Jugendzentren sicher machen: FDP/KSG fordert klare Krisenabläufe
FDP/KSG prüft Krisenmanagement – klare Standards für Sicherheit und Unterstützung
20.04.2026 Meldung FDP/KSG-Fraktion

Jugendzentren sind für viele junge Menschen in Köln mehr als nur Freizeitangebote – sie sind Rückzugsort, Orientierung und oft erste Anlaufstelle bei Problemen. Gleichzeitig kommt es auch hier zu Konflikten, die im Einzelfall eskalieren können. Genau dann entscheidet sich, ob Strukturen tragen oder versagen.
Die FDP/KSG-Fraktion hat deshalb eine Anfrage an die Stadtverwaltung gestellt. Im Fokus steht die Frage, wie gut Kölner Jugendzentren auf Krisensituationen vorbereitet sind und ob es verbindliche, einheitliche Verfahren für den Ernstfall gibt.
Der jugendpolitische Sprecher Reinhard Houben macht deutlich: „Wenn es zu Gewalt oder Übergriffen kommt, muss klar sein, was zu tun ist. Das darf nicht vom Zufall oder von der jeweiligen Einrichtung abhängen. Wir brauchen klare Standards, damit Betroffene geschützt werden und Mitarbeitende sicher handeln können.“
Der Fraktion geht es dabei ausdrücklich nicht um pauschale Kritik an den Einrichtungen. Im Gegenteil: Die Arbeit vor Ort wird als zentral und wertvoll angesehen. Gerade deshalb müsse sichergestellt werden, dass überall die gleichen verlässlichen Rahmenbedingungen gelten.

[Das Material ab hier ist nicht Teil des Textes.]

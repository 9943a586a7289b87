use crate::{Grid2d, Partition, StrError, Transport};
use std::fmt;
use std::fs::File;
use std::io::{BufWriter, Write};
use std::path::Path;

/// Holds the elapsed wall times (seconds) of one run
#[derive(Clone, Copy, Debug, Default, PartialEq)]
pub struct Timings {
    pub total: f64,       // timed region between the two barriers
    pub computation: f64, // red and black sweeps only
    pub convergence: f64, // local checks and reductions
}

impl Timings {
    /// Returns the time not spent computing (never negative)
    pub fn communication(&self) -> f64 {
        f64::max(0.0, self.total - self.computation)
    }

    /// Returns the maximum of each timing over all processes
    pub fn reduce_max<T: Transport>(&self, comm: &mut T) -> Result<Timings, StrError> {
        let mut values = [self.total, self.computation, self.convergence];
        comm.all_max(&mut values)?;
        Ok(Timings {
            total: values[0],
            computation: values[1],
            convergence: values[2],
        })
    }
}

/// Holds the results line printed by the coordinator
#[derive(Clone, Debug, PartialEq)]
pub struct Report {
    pub global: [usize; 2],
    pub grid: [usize; 2],
    pub iterations: usize,
    pub timings: Timings,
    pub midpoint: f64,
}

impl Report {
    /// Allocates a new instance taking the midpoint from the collected grid
    pub fn new(partition: &Partition, iterations: usize, timings: Timings, global: &Grid2d) -> Self {
        Report {
            global: partition.global,
            grid: partition.grid,
            iterations,
            timings,
            midpoint: global.get(partition.global[0] / 2, partition.global[1] / 2),
        }
    }
}

impl fmt::Display for Report {
    fn fmt(&self, f: &mut fmt::Formatter) -> fmt::Result {
        write!(
            f,
            "RedBlackSOR X {} Y {} Px {} Py {} Iter {} ComputationTime {:.6} TotalTime {:.6} CommunicationTime {:.6} ConvergenceTime {:.6} midpoint {:.6}",
            self.global[0],
            self.global[1],
            self.grid[0],
            self.grid[1],
            self.iterations,
            self.timings.computation,
            self.timings.total,
            self.timings.communication(),
            self.timings.convergence,
            self.midpoint,
        )
    }
}

/// Returns the name of the results file of a run
pub fn results_file_name(partition: &Partition) -> String {
    format!(
        "resRedBlackSORMPI_{}x{}_{}x{}",
        partition.global[0], partition.global[1], partition.grid[0], partition.grid[1]
    )
}

/// Writes the grid as text, one line per row
pub fn write_results(path: &Path, grid: &Grid2d) -> Result<(), StrError> {
    let file = File::create(path).map_err(|_| "cannot create results file")?;
    let mut buffer = BufWriter::new(file);
    let (nrow, _) = grid.dims();
    for i in 0..nrow {
        for v in grid.row(i) {
            write!(buffer, "{:.6} ", v).map_err(|_| "cannot write results file")?;
        }
        writeln!(buffer).map_err(|_| "cannot write results file")?;
    }
    buffer.flush().map_err(|_| "cannot write results file")
}

////////////////////////////////////////////////////////////////////////////////////////////////////////////////////////
//! Seeded topology construction.
//!
//! Every sensor gets a fixed number of random peer links plus one direct
//! uplink to the base station, so each sensor can reach the base station
//! right after construction.

use log::debug;
use rand::rngs::StdRng;
use rand::seq::SliceRandom;
use rand::{Rng, SeedableRng};
use serde::{Deserialize, Serialize};

use super::types::{NodeId, Topology, Weight, BASE_STATION_ID};
use crate::error::{SimError, SimResult};

/// Inclusive range of link weights
#[derive(Debug, Clone, Copy, PartialEq, Eq, Serialize, Deserialize)]
pub struct WeightRange {
    pub min: Weight,
    pub max: Weight,
}

impl WeightRange {
    pub const fn new(min: Weight, max: Weight) -> Self {
        Self { min, max }
    }

    /// A usable range has a positive minimum and `min <= max`
    pub fn is_valid(&self) -> bool {
        self.min > 0 && self.min <= self.max
    }

    fn ensure_valid(&self, name: &'static str) -> SimResult<()> {
        if self.is_valid() {
            Ok(())
        } else {
            Err(SimError::InvalidWeightRange {
                name,
                min: self.min,
                max: self.max,
            })
        }
    }

    pub fn sample<R: Rng + ?Sized>(&self, rng: &mut R) -> Weight {
        rng.gen_range(self.min..=self.max)
    }
}

/// Parameters of the topology builder
#[derive(Debug, Clone, PartialEq, Eq, Serialize, Deserialize)]
pub struct TopologyParams {
    /// Number of sensors, numbered `1..=sensors`
    pub sensors: usize,
    /// Distinct peer links per sensor
    pub peers_per_sensor: usize,
    /// Cost range of sensor-to-sensor links
    pub peer_weight: WeightRange,
    /// Cost range of sensor-to-base-station links
    pub base_weight: WeightRange,
}

impl TopologyParams {
    pub fn with_sensors(sensors: usize) -> Self {
        Self {
            sensors,
            ..Self::default()
        }
    }
}

impl Default for TopologyParams {
    fn default() -> Self {
        Self {
            sensors: 10,
            peers_per_sensor: 2,
            peer_weight: WeightRange::new(1, 10),
            base_weight: WeightRange::new(5, 15),
        }
    }
}

/// Build the reference topology: `n_sensors` sensors, two peers each.
pub fn build<R: Rng + ?Sized>(n_sensors: usize, rng: &mut R) -> SimResult<Topology> {
    build_with(&TopologyParams::with_sensors(n_sensors), rng)
}

/// Build the reference topology from a seed
pub fn build_seeded(n_sensors: usize, seed: u64) -> SimResult<Topology> {
    let mut rng = StdRng::seed_from_u64(seed);
    build(n_sensors, &mut rng)
}

/// Build a topology from explicit parameters.
///
/// Peer links are drawn for every sensor first, then the base station
/// uplinks, so the draw order from `rng` is stable for a given parameter set.
pub fn build_with<R: Rng + ?Sized>(params: &TopologyParams, rng: &mut R) -> SimResult<Topology> {
    params.peer_weight.ensure_valid("peer weight")?;
    params.base_weight.ensure_valid("base weight")?;

    // Each sensor samples from every other sensor
    let candidates_per_sensor = params.sensors.saturating_sub(1);
    if candidates_per_sensor < params.peers_per_sensor {
        return Err(SimError::InsufficientNodes {
            sensors: params.sensors,
            required: params.peers_per_sensor,
        });
    }

    let last_id =
        NodeId::try_from(params.sensors).map_err(|_| SimError::TooManySensors(params.sensors))?;
    let sensor_ids: Vec<NodeId> = (1..=last_id).collect();

    let mut topology = Topology::new(BASE_STATION_ID);
    for &id in &sensor_ids {
        topology.add_sensor(id)?;
    }

    for &node in &sensor_ids {
        let candidates: Vec<NodeId> = sensor_ids.iter().copied().filter(|&n| n != node).collect();
        let peers: Vec<NodeId> = candidates
            .choose_multiple(rng, params.peers_per_sensor)
            .copied()
            .collect();
        for peer in peers {
            let weight = params.peer_weight.sample(rng);
            debug!("Peer link {} -> {} (cost {})", node, peer, weight);
            topology.add_edge(node, peer, weight)?;
        }
    }

    for &node in &sensor_ids {
        let weight = params.base_weight.sample(rng);
        debug!("Uplink {} -> {} (cost {})", node, BASE_STATION_ID, weight);
        topology.add_edge(node, BASE_STATION_ID, weight)?;
    }

    Ok(topology)
}

#[cfg(test)]
mod tests {
    use super::*;

    #[test]
    fn test_build_reference_topology() {
        let topology = build_seeded(10, 42).unwrap();

        assert_eq!(topology.sensor_count(), 10);
        assert_eq!(topology.node_count(), 11);
        assert_eq!(topology.edge_count(), 30);

        for sensor in topology.sensors() {
            let links = topology.links(sensor).unwrap();
            assert_eq!(links.len(), 3);
            for link in links {
                assert_ne!(link.to, sensor, "sensor {} links to itself", sensor);
                if link.to == BASE_STATION_ID {
                    assert!((5..=15).contains(&link.weight));
                } else {
                    assert!((1..=10).contains(&link.weight));
                }
            }
            assert!(topology.has_edge(sensor, BASE_STATION_ID));
        }
    }

    #[test]
    fn test_peers_are_distinct() {
        let topology = build_seeded(5, 7).unwrap();
        for sensor in topology.sensors() {
            let peers: Vec<NodeId> = topology
                .links(sensor)
                .unwrap()
                .iter()
                .map(|l| l.to)
                .filter(|&to| to != BASE_STATION_ID)
                .collect();
            assert_eq!(peers.len(), 2);
            assert_ne!(peers[0], peers[1]);
        }
    }

    #[test]
    fn test_same_seed_same_topology() {
        let first = build_seeded(10, 42).unwrap();
        let second = build_seeded(10, 42).unwrap();
        assert_eq!(first, second);
        assert_eq!(first.edges().collect::<Vec<_>>(), second.edges().collect::<Vec<_>>());
    }

    #[test]
    fn test_too_few_sensors() {
        for n in 0..3 {
            assert_eq!(
                build_seeded(n, 1),
                Err(SimError::InsufficientNodes { sensors: n, required: 2 })
            );
        }
        assert!(build_seeded(3, 1).is_ok());
    }

    #[test]
    fn test_custom_params() {
        let params = TopologyParams {
            sensors: 6,
            peers_per_sensor: 5,
            peer_weight: WeightRange::new(2, 2),
            base_weight: WeightRange::new(20, 20),
        };
        let mut rng = StdRng::seed_from_u64(3);
        let topology = build_with(&params, &mut rng).unwrap();
        assert_eq!(topology.out_degree(1).unwrap(), 6);
        assert_eq!(topology.weight(1, BASE_STATION_ID), Some(20));
        assert_eq!(topology.weight(1, 2), Some(2));
    }

    #[test]
    fn test_weight_range_validity() {
        assert!(WeightRange::new(1, 10).is_valid());
        assert!(WeightRange::new(4, 4).is_valid());
        assert!(!WeightRange::new(0, 10).is_valid());
        assert!(!WeightRange::new(8, 3).is_valid());
    }

    #[test]
    fn test_inverted_weight_range_rejected() {
        let params = TopologyParams {
            peer_weight: WeightRange::new(9, 3),
            ..TopologyParams::default()
        };
        let mut rng = StdRng::seed_from_u64(1);
        assert_eq!(
            build_with(&params, &mut rng),
            Err(SimError::InvalidWeightRange { name: "peer weight", min: 9, max: 3 })
        );
    }

    #[test]
    fn test_zero_weight_range_rejected() {
        let params = TopologyParams {
            base_weight: WeightRange::new(0, 0),
            ..TopologyParams::default()
        };
        let mut rng = StdRng::seed_from_u64(1);
        assert_eq!(
            build_with(&params, &mut rng),
            Err(SimError::InvalidWeightRange { name: "base weight", min: 0, max: 0 })
        );
    }

    #[cfg(target_pointer_width = "64")]
    #[test]
    fn test_sensor_count_beyond_id_space() {
        let sensors = NodeId::MAX as usize + 1;
        let mut rng = StdRng::seed_from_u64(1);
        assert_eq!(
            build_with(&TopologyParams::with_sensors(sensors), &mut rng),
            Err(SimError::TooManySensors(sensors))
        );
    }
}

„Die Teams leisten jeden Tag wichtige Arbeit für junge Menschen in unserer Stadt. Aber sie dürfen in kritischen Situationen nicht allein gelassen werden. Die Stadt muss sicherstellen, dass Unterstützung schnell greift und Abläufe eindeutig geregelt sind“, so Houben weiter.